As a side note — The majority of libraries have only a single "host", but there are some with multiple ones:
api-ms-win-core-io-l1-1-1 -> kernel32.dll
api-ms-win-core-io-l1-1-1 -> kernelbase.dll
api-ms-win-core-processthreads-l1-1-7 -> kernel32.dll
api-ms-win-core-processthreads-l1-1-7 -> kernelbase.dll
api-ms-win-core-appinit-l1-1-0 -> kernel32.dll
api-ms-win-core-appinit-l1-1-0 -> kernelbase.dll
api-ms-win-core-util-l1-1-1 -> kernel32.dll
api-ms-win-core-util-l1-1-1 -> kernelbase.dll
api-ms-win-core-processsecurity-l1-1-0 -> kernel32.dll
api-ms-win-core-processsecurity-l1-1-0 -> kernelbase.dll
ext-ms-win-kernel32-errorhandling-l1-1-0 -> kernel32.dll
ext-ms-win-kernel32-errorhandling-l1-1-0 -> faultrep.dll
ApiSetHashEntry entries are sorted by hash in ascending order, which allows implementations to perform binary search on them.

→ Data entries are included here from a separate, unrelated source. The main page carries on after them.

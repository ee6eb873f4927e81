//! Transport state machine for the stream clock.
//!
//! Three states, six inputs. The only legal edges:
//!
//! ```text
//!    STOPPED ---post_buffer--> ROLLING ---pause--> PAUSED
//!       ^                        |  ^                |
//!       |                        |  +--post_buffer---+
//!       |                    stop or
//!       |                   underrun
//!       +------------------------+
//!    PAUSED ---stop/seek--> STOPPED
//!    ROLLING --overrun--> ROLLING   (self-loop, abrupt re-pin)
//! ```
//!
//! Every other (from, to, input) triple is a programmer error. The clock
//! stays permissive: the transition is still applied, the error is logged.

use std::fmt;

use serde::{Deserialize, Serialize};

use crate::error::ClockError;

/// The clock's transport mode.
#[derive(Copy, Clone, Debug, Default, PartialEq, Eq, Serialize, Deserialize)]
pub enum TransportState {
    /// Media is not moving, the clock is frozen, the FIFOs are flushed.
    /// This is the initial state.
    #[default]
    Stopped,
    /// The pipeline is at steady state and the feedback loop controls how
    /// time progresses.
    Rolling,
    /// Media is not moving, the clock is frozen, the FIFOs keep their
    /// contents. Leaving this state normally goes back to Rolling.
    Paused,
}

impl fmt::Display for TransportState {
    fn fmt(&self, f: &mut fmt::Formatter<'_>) -> fmt::Result {
        let s = match self {
            TransportState::Stopped => "Stopped",
            TransportState::Rolling => "Rolling",
            TransportState::Paused => "Paused",
        };
        write!(f, "{s}")
    }
}

/// The input (reason) for a state change.
#[derive(Copy, Clone, Debug, PartialEq, Eq, Serialize, Deserialize)]
pub enum TransportInput {
    Stop,
    Seek,
    Pause,
    PostBuffer,
    ErrUnderrun,
    ErrOverrun,
}

impl fmt::Display for TransportInput {
    fn fmt(&self, f: &mut fmt::Formatter<'_>) -> fmt::Result {
        let s = match self {
            TransportInput::Stop => "Stop",
            TransportInput::Seek => "Seek",
            TransportInput::Pause => "Pause",
            TransportInput::PostBuffer => "PostBuffer",
            TransportInput::ErrUnderrun => "ErrUnderrun",
            TransportInput::ErrOverrun => "ErrOverrun",
        };
        write!(f, "{s}")
    }
}

/// Check a (from, to, input) triple against the transition table.
///
/// Same-state requests are always legal here; the caller filters them out
/// before consulting the table.
pub(crate) fn check_transition(
    from: TransportState,
    to: TransportState,
    input: TransportInput,
) -> Result<(), ClockError> {
    use crate::state::{TransportInput as In, TransportState as St};

    let legal = match (from, to) {
        (St::Stopped, St::Stopped) | (St::Rolling, St::Rolling) | (St::Paused, St::Paused) => true,
        (St::Stopped, St::Rolling) => matches!(input, In::PostBuffer),
        (St::Stopped, St::Paused) => false,
        (St::Rolling, St::Paused) => matches!(input, In::Pause),
        (St::Rolling, St::Stopped) => matches!(input, In::Stop | In::ErrUnderrun),
        (St::Paused, St::Rolling) => matches!(input, In::PostBuffer),
        (St::Paused, St::Stopped) => matches!(input, In::Stop | In::Seek),
    };

    if legal {
        Ok(())
    } else {
        Err(ClockError::IllegalTransition { from, to, input })
    }
}
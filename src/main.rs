use anyhow::Result;

mod animation;
mod asset_pipeline;
mod camera;
mod color;
mod config;
mod engine;
mod geometry;
mod lights;
mod material_manager;
mod model;
mod orbit_controls;
mod rendering;
mod room;
mod scene_graph;
mod video;
mod window;

fn main() -> Result<()> {
    pretty_env_logger::init();

    pollster::block_on(window::run())?;

    Ok(())
}
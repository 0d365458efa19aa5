//! Procedural meshes for the room: boxes, planes and cylinders.
//!
//! Texture coordinates use the wgpu convention, with `v = 0` along the top
//! edge of each face. Triangles wind counter-clockwise seen from outside.

use std::f32::consts::TAU;

use glam::{Vec2, Vec3};

use crate::model::{ModelPrimitive, Vertex};

#[derive(Default)]
struct GeometryBuilder {
    vertices: Vec<Vertex>,
    indices: Vec<u32>,
}

impl GeometryBuilder {
    /// Adds a quad centred on `center`. `half_u` points right and `half_v`
    /// points up when the quad is seen from its front side.
    fn quad(&mut self, center: Vec3, half_u: Vec3, half_v: Vec3) {
        let normal = half_u.cross(half_v).normalize();
        let base = self.vertices.len() as u32;

        self.vertices.extend([
            Vertex::new(center - half_u - half_v, normal, Vec2::new(0.0, 1.0)),
            Vertex::new(center + half_u - half_v, normal, Vec2::new(1.0, 1.0)),
            Vertex::new(center + half_u + half_v, normal, Vec2::new(1.0, 0.0)),
            Vertex::new(center - half_u + half_v, normal, Vec2::new(0.0, 0.0)),
        ]);
        self.indices
            .extend([base, base + 1, base + 2, base + 2, base + 3, base]);
    }

    fn build(self) -> ModelPrimitive {
        ModelPrimitive::new(self.vertices, self.indices)
    }
}

/// Axis-aligned box centred on the origin.
pub fn box_geometry(width: f32, height: f32, depth: f32) -> ModelPrimitive {
    let (hx, hy, hz) = (width / 2.0, height / 2.0, depth / 2.0);
    let mut builder = GeometryBuilder::default();

    builder.quad(Vec3::X * hx, Vec3::NEG_Z * hz, Vec3::Y * hy);
    builder.quad(Vec3::NEG_X * hx, Vec3::Z * hz, Vec3::Y * hy);
    builder.quad(Vec3::Y * hy, Vec3::X * hx, Vec3::NEG_Z * hz);
    builder.quad(Vec3::NEG_Y * hy, Vec3::X * hx, Vec3::Z * hz);
    builder.quad(Vec3::Z * hz, Vec3::X * hx, Vec3::Y * hy);
    builder.quad(Vec3::NEG_Z * hz, Vec3::NEG_X * hx, Vec3::Y * hy);

    builder.build()
}

/// Plane in the XY plane facing +Z.
pub fn plane_geometry(width: f32, height: f32) -> ModelPrimitive {
    let mut builder = GeometryBuilder::default();
    builder.quad(Vec3::ZERO, Vec3::X * width / 2.0, Vec3::Y * height / 2.0);
    builder.build()
}

/// Capped cylinder along Y, centred on the origin.
pub fn cylinder_geometry(
    radius_top: f32,
    radius_bottom: f32,
    height: f32,
    radial_segments: u32,
) -> ModelPrimitive {
    let segments = radial_segments.max(3);
    let half_height = height / 2.0;
    let slope = (radius_bottom - radius_top) / height;
    let mut builder = GeometryBuilder::default();

    // Side: a top row and a bottom row, with a seam vertex repeated at the end.
    for (y, radius, v) in [
        (half_height, radius_top, 0.0),
        (-half_height, radius_bottom, 1.0),
    ] {
        for i in 0..=segments {
            let u = i as f32 / segments as f32;
            let (sin, cos) = (u * TAU).sin_cos();
            builder.vertices.push(Vertex::new(
                Vec3::new(radius * sin, y, radius * cos),
                Vec3::new(sin, slope, cos).normalize(),
                Vec2::new(u, v),
            ));
        }
    }

    let row = segments + 1;
    for i in 0..segments {
        let a = i;
        let b = i + row;
        let c = i + 1 + row;
        let d = i + 1;
        builder.indices.extend([a, b, d, b, c, d]);
    }

    for top in [true, false] {
        let (y, radius, normal) = if top {
            (half_height, radius_top, Vec3::Y)
        } else {
            (-half_height, radius_bottom, Vec3::NEG_Y)
        };

        let center = builder.vertices.len() as u32;
        builder
            .vertices
            .push(Vertex::new(Vec3::new(0.0, y, 0.0), normal, Vec2::splat(0.5)));

        for i in 0..=segments {
            let (sin, cos) = (i as f32 / segments as f32 * TAU).sin_cos();
            builder.vertices.push(Vertex::new(
                Vec3::new(radius * sin, y, radius * cos),
                normal,
                Vec2::new(sin * 0.5 + 0.5, cos * 0.5 + 0.5),
            ));
        }

        for i in 0..segments {
            let current = center + 1 + i;
            let next = current + 1;
            if top {
                builder.indices.extend([center, current, next]);
            } else {
                builder.indices.extend([center, next, current]);
            }
        }
    }

    builder.build()
}

#[cfg(test)]
mod tests {
    use super::*;

    fn triangle_normal(primitive: &ModelPrimitive, face: usize) -> Vec3 {
        let a = primitive.vertex_by_triangle_index(face, 0).position;
        let b = primitive.vertex_by_triangle_index(face, 1).position;
        let c = primitive.vertex_by_triangle_index(face, 2).position;
        (b - a).cross(c - a)
    }

    #[test]
    fn box_has_six_quads_spanning_its_extents() {
        let primitive = box_geometry(50.0, 25.0, 50.0);
        assert_eq!(primitive.vertices.len(), 24);
        assert_eq!(primitive.indices.len(), 36);

        let max = primitive
            .vertices
            .iter()
            .fold(Vec3::splat(f32::MIN), |acc, v| acc.max(v.position));
        assert_eq!(max, Vec3::new(25.0, 12.5, 25.0));
    }

    #[test]
    fn box_triangles_wind_outward() {
        let primitive = box_geometry(2.0, 3.0, 4.0);

        for face in 0..primitive.indices.len() / 3 {
            let winding = triangle_normal(&primitive, face);
            let centroid = (0..3)
                .map(|v| primitive.vertex_by_triangle_index(face, v).position)
                .sum::<Vec3>()
                / 3.0;
            assert!(winding.dot(centroid) > 0.0, "face {face} winds inward");
            assert!(winding
                .normalize()
                .abs_diff_eq(primitive.vertex_by_triangle_index(face, 0).normal, 1e-5));
        }
    }

    #[test]
    fn plane_faces_positive_z() {
        let primitive = plane_geometry(16.5, 9.3);
        assert_eq!(primitive.vertices.len(), 4);
        assert!(primitive.vertices.iter().all(|v| v.normal == Vec3::Z));
        assert!(triangle_normal(&primitive, 0).z > 0.0);
        assert!(triangle_normal(&primitive, 1).z > 0.0);
    }

    #[test]
    fn plane_top_edge_samples_the_top_of_the_image() {
        let primitive = plane_geometry(2.0, 2.0);
        for vertex in &primitive.vertices {
            let expected_v = if vertex.position.y > 0.0 { 0.0 } else { 1.0 };
            assert_eq!(vertex.tex_coords.y, expected_v);
        }
    }

    #[test]
    fn cylinder_vertex_and_index_counts() {
        let primitive = cylinder_geometry(0.1, 0.1, 0.5, 32);
        assert_eq!(primitive.vertices.len(), 2 * 33 + 2 * 34);
        assert_eq!(primitive.indices.len(), 12 * 32);
    }

    #[test]
    fn cylinder_side_and_caps_wind_outward() {
        let primitive = cylinder_geometry(1.0, 1.0, 2.0, 16);

        for face in 0..primitive.indices.len() / 3 {
            let winding = triangle_normal(&primitive, face);
            let centroid = (0..3)
                .map(|v| primitive.vertex_by_triangle_index(face, v).position)
                .sum::<Vec3>()
                / 3.0;
            assert!(winding.dot(centroid) > 0.0, "face {face} winds inward");
        }
    }
}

That’s enough delving into the details — let’s use this information to print all the records and see what’s actually there.
int main()
{
    const auto *teb = reinterpret_cast<ThreadEnvironmentBlock*>(NtCurrentTeb());
    const auto *peb = teb->ProcessEnvironmentBlock;
 
    size_t map_address = reinterpret_cast<size_t>(peb->ApiSetMap);
    const auto *header = static_cast<ApiSetHeader*>(peb->ApiSetMap);
 
    const auto *hash_entries = reinterpret_cast<ApiSetHashEntry*>(map_address + header->HashEntriesOffset);
    const auto *namespace_entries = reinterpret_cast<ApiSetNamespaceEntry*>(map_address + header->NamespaceEntriesOffset);
 
    for (size_t hash_entry_idx = 0; hash_entry_idx < header->Count; ++hash_entry_idx)
    {
        const auto *hash_entry = hash_entries + hash_entry_idx;
        const auto *namespace_entry = namespace_entries + hash_entry->IndexInEntriesNamespace;
 
        std::wstring_view input_wide_name { reinterpret_cast<wchar_t*>(map_address + namespace_entry->NameOffset), namespace_entry->SizeOfApiSetName / 2 };
        std::string input_name { input_wide_name.begin(), input_wide_name.end() };
 
        std::print("{}\n", input_name);
    }
 
    return 0;
}
Which results in:
api-ms-win-security-base-ansi-l1-1-0
ext-ms-win-kernel32-sidebyside-l1-1-0
api-ms-win-composition-redirection-l1-1-0
api-ms-win-ntuser-sysparams-l1-1-0
api-ms-win-core-commandlinetoargv-l1-1-0
ext-ms-win-core-resourcepolicyserver-l1-1-1
api-ms-win-net-isolation-l1-1-1
api-ms-win-core-psm-app-l1-1-0
api-ms-win-dx-d3dkmt-l1-1-7
ext-ms-win-rtcore-ntuser-keyboard-l1-1-0
ext-ms-win-core-win32k-common-inputrim-l1-1-0
ext-ms-win-ntos-werkernel-l1-1-1
api-ms-win-security-logon-l1-1-1
...
Great, it seems we're really close to actually resolving those libraries. Let's take a look at what information the ApiSetValueEntry provides. There are some Flags, whose purpose isn’t entirely clear to us, and two strings — once again represented as offset and length pairs.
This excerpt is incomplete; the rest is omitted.